WORK INSTRUCTION:
Please work out how many lines in the data below contain "names", and reply with that number alone.
(PROVIDED INFORMATION begins)
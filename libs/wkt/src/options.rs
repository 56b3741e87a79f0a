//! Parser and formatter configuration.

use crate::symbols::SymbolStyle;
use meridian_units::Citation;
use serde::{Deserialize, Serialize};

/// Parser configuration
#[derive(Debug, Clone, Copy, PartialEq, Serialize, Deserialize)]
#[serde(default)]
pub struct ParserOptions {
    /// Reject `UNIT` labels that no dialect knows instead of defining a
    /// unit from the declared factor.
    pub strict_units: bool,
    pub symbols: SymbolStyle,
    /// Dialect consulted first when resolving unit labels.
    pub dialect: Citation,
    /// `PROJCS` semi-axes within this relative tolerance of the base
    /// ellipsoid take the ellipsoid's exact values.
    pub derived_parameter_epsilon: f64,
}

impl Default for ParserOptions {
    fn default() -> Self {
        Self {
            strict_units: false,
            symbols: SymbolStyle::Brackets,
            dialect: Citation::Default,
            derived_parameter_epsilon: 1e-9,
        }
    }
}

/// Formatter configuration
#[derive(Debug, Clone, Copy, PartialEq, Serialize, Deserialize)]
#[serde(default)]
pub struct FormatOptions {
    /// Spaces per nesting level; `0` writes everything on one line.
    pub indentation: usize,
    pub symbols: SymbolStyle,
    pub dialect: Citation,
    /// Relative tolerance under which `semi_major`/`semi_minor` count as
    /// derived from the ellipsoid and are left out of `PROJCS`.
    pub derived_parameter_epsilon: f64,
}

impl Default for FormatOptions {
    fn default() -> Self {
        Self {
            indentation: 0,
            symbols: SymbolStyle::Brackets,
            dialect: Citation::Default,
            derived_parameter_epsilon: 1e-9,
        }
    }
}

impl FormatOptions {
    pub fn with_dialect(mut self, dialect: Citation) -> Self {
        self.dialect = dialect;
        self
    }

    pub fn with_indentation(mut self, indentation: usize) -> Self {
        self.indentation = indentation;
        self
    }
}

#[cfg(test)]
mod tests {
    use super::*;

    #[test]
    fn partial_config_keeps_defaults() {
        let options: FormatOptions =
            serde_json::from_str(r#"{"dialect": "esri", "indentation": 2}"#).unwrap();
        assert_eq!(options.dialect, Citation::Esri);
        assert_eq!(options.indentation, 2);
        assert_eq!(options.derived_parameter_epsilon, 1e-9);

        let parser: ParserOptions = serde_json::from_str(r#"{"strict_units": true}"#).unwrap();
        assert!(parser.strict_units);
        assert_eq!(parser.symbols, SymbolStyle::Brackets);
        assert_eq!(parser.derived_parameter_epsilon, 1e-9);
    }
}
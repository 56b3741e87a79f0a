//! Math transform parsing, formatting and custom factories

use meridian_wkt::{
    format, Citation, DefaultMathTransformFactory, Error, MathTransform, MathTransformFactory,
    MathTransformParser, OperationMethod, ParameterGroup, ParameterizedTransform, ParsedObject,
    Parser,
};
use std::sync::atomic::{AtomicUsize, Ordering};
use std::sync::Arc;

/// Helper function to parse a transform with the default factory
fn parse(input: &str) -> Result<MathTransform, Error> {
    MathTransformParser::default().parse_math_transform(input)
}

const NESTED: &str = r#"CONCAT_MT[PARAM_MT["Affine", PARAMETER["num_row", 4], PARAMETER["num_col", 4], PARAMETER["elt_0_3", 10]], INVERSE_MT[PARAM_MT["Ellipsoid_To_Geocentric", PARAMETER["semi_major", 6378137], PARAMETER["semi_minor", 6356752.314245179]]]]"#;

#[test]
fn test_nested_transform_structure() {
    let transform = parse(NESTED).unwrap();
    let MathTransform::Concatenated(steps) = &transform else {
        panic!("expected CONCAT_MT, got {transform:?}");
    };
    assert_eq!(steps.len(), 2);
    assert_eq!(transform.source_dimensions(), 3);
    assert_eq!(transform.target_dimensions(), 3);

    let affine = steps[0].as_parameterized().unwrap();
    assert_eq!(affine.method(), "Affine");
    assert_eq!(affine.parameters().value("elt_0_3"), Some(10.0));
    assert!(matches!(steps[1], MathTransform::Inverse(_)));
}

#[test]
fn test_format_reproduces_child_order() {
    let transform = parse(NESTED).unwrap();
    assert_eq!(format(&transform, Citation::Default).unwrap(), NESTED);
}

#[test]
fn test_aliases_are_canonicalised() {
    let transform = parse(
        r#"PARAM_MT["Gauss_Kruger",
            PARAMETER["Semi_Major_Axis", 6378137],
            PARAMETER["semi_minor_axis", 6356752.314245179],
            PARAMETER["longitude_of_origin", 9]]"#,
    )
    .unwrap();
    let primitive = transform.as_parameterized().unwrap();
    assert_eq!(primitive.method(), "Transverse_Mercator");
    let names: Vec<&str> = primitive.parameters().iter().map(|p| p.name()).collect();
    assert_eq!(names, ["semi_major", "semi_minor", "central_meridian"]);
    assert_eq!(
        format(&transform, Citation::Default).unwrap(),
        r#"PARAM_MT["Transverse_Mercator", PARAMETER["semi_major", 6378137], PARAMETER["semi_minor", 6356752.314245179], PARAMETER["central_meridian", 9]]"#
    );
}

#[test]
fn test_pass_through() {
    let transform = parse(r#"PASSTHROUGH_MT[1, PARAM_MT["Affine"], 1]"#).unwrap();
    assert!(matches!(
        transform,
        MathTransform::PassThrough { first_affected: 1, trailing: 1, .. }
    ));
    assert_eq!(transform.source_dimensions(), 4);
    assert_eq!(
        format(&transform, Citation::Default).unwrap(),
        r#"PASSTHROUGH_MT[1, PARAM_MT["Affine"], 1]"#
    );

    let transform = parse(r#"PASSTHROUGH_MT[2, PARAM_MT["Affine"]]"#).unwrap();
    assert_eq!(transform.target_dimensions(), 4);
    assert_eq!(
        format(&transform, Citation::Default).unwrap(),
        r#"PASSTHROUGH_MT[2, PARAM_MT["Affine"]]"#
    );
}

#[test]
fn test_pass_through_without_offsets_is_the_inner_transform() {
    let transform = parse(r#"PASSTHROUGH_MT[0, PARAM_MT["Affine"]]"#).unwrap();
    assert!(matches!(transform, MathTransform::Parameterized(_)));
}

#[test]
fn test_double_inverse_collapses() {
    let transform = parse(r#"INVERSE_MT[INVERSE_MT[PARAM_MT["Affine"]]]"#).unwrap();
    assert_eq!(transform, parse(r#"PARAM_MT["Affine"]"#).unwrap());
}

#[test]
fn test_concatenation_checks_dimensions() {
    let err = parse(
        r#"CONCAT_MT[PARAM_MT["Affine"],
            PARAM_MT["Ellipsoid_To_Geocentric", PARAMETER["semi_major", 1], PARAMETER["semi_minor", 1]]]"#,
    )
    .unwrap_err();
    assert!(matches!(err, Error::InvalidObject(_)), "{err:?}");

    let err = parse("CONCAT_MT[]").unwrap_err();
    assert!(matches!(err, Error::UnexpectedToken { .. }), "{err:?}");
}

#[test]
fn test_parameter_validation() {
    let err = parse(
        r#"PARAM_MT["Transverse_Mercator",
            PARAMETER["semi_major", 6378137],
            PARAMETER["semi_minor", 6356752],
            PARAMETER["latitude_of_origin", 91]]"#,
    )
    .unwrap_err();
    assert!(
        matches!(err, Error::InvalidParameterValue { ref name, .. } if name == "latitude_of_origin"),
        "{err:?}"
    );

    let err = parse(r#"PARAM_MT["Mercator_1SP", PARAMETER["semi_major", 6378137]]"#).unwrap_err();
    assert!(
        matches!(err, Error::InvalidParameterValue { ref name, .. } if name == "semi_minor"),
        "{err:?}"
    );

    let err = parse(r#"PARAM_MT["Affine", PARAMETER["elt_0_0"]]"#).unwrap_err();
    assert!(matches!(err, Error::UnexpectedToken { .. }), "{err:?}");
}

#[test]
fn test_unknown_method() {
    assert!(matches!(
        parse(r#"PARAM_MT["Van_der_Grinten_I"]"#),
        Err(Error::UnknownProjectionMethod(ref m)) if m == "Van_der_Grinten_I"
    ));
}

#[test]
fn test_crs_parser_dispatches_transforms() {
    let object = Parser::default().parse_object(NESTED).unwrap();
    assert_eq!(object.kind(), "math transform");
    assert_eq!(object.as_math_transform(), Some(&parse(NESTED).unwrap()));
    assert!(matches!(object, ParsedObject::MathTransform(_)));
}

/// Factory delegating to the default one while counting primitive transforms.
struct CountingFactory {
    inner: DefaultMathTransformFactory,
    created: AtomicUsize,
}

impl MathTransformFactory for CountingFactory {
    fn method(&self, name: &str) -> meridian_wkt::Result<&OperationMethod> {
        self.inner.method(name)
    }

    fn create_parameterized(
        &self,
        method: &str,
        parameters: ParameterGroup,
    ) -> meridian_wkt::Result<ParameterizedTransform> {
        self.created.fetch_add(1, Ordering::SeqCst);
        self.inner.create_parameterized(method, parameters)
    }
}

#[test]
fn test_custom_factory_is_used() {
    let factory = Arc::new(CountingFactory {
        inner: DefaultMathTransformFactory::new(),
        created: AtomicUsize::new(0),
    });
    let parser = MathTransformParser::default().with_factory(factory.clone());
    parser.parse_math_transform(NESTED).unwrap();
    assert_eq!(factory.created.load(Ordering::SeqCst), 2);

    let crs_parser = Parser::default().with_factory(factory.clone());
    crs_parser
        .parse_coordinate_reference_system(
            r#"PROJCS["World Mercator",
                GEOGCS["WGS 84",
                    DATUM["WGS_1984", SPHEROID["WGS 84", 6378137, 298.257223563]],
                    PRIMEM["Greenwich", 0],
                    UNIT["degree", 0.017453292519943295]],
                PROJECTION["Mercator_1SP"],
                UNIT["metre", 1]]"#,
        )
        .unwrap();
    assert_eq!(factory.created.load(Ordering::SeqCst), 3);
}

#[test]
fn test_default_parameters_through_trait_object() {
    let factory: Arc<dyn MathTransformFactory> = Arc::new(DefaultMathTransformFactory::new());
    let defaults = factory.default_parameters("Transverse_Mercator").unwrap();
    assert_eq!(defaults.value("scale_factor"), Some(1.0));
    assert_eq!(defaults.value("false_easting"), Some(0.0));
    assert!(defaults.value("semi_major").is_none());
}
(PROVIDED INFORMATION ends)
(PROVIDED INFORMATION begins)
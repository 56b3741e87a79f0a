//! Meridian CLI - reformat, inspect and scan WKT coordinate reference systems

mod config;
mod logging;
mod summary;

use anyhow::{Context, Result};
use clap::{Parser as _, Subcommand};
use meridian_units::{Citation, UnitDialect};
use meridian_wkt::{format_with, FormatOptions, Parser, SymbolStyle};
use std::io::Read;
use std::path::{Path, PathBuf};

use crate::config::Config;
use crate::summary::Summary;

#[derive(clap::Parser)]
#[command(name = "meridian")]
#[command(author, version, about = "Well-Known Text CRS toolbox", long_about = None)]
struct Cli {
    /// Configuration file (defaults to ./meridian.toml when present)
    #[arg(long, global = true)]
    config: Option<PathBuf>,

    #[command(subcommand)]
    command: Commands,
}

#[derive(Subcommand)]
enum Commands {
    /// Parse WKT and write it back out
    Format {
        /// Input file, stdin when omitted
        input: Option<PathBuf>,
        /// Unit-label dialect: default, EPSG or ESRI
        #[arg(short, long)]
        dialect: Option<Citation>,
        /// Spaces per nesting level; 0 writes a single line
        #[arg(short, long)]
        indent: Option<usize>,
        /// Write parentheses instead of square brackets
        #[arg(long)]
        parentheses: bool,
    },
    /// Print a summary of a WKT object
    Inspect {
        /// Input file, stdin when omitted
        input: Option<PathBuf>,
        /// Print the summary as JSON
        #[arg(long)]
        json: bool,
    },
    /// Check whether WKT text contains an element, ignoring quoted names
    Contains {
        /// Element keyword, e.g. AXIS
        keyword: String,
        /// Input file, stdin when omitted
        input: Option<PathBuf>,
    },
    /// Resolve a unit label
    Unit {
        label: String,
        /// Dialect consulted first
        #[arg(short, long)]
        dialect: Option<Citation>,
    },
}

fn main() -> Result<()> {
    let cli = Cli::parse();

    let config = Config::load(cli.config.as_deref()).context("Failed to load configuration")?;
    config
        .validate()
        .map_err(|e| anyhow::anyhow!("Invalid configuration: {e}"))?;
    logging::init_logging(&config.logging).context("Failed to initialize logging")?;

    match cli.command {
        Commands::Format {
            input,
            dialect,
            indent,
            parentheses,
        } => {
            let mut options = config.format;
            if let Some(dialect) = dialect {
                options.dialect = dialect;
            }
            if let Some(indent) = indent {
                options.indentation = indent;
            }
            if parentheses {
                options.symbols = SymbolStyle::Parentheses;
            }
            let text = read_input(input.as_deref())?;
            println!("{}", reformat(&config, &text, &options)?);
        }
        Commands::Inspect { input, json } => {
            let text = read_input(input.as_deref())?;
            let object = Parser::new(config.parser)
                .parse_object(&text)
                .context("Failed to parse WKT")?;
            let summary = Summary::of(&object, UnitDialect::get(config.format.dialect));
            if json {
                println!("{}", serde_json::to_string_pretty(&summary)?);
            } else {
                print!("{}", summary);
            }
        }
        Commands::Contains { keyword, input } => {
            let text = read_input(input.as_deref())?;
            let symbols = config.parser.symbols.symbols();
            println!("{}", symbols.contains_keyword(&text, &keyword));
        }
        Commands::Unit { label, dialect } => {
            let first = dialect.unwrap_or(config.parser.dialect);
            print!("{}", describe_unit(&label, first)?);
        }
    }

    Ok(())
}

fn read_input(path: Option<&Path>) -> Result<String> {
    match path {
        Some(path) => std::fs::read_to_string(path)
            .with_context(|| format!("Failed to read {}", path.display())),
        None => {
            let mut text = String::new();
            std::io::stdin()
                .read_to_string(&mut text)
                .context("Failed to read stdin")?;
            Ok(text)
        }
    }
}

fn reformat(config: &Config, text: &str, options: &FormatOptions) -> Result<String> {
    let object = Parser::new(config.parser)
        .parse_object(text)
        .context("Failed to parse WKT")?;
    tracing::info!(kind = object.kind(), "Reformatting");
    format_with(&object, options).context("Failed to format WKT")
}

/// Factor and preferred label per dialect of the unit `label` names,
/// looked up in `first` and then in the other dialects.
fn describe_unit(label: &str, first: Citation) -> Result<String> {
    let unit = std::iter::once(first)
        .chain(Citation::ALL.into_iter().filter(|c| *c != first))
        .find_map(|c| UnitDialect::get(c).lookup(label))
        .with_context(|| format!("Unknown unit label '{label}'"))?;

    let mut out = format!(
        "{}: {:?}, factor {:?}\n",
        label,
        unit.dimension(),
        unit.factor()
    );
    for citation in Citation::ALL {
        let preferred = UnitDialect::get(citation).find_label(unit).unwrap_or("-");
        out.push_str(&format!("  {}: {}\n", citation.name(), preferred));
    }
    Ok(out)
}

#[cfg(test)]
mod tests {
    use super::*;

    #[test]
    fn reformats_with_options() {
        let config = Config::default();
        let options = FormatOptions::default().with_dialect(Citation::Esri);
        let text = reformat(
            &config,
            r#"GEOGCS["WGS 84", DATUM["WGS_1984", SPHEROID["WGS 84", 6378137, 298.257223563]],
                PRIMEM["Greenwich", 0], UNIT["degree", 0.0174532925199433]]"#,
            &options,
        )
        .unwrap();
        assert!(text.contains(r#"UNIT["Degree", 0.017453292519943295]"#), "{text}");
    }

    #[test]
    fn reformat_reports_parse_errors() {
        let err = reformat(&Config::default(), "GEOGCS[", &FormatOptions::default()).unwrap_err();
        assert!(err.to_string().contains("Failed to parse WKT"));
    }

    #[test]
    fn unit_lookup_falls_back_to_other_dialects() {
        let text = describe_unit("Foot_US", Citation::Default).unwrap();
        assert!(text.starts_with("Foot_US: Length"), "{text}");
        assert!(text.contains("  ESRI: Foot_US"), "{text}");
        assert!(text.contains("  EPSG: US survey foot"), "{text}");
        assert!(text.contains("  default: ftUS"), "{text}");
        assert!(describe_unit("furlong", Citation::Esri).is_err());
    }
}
(PROVIDED INFORMATION ends)
ANSWER TO THE EXERCISE:
4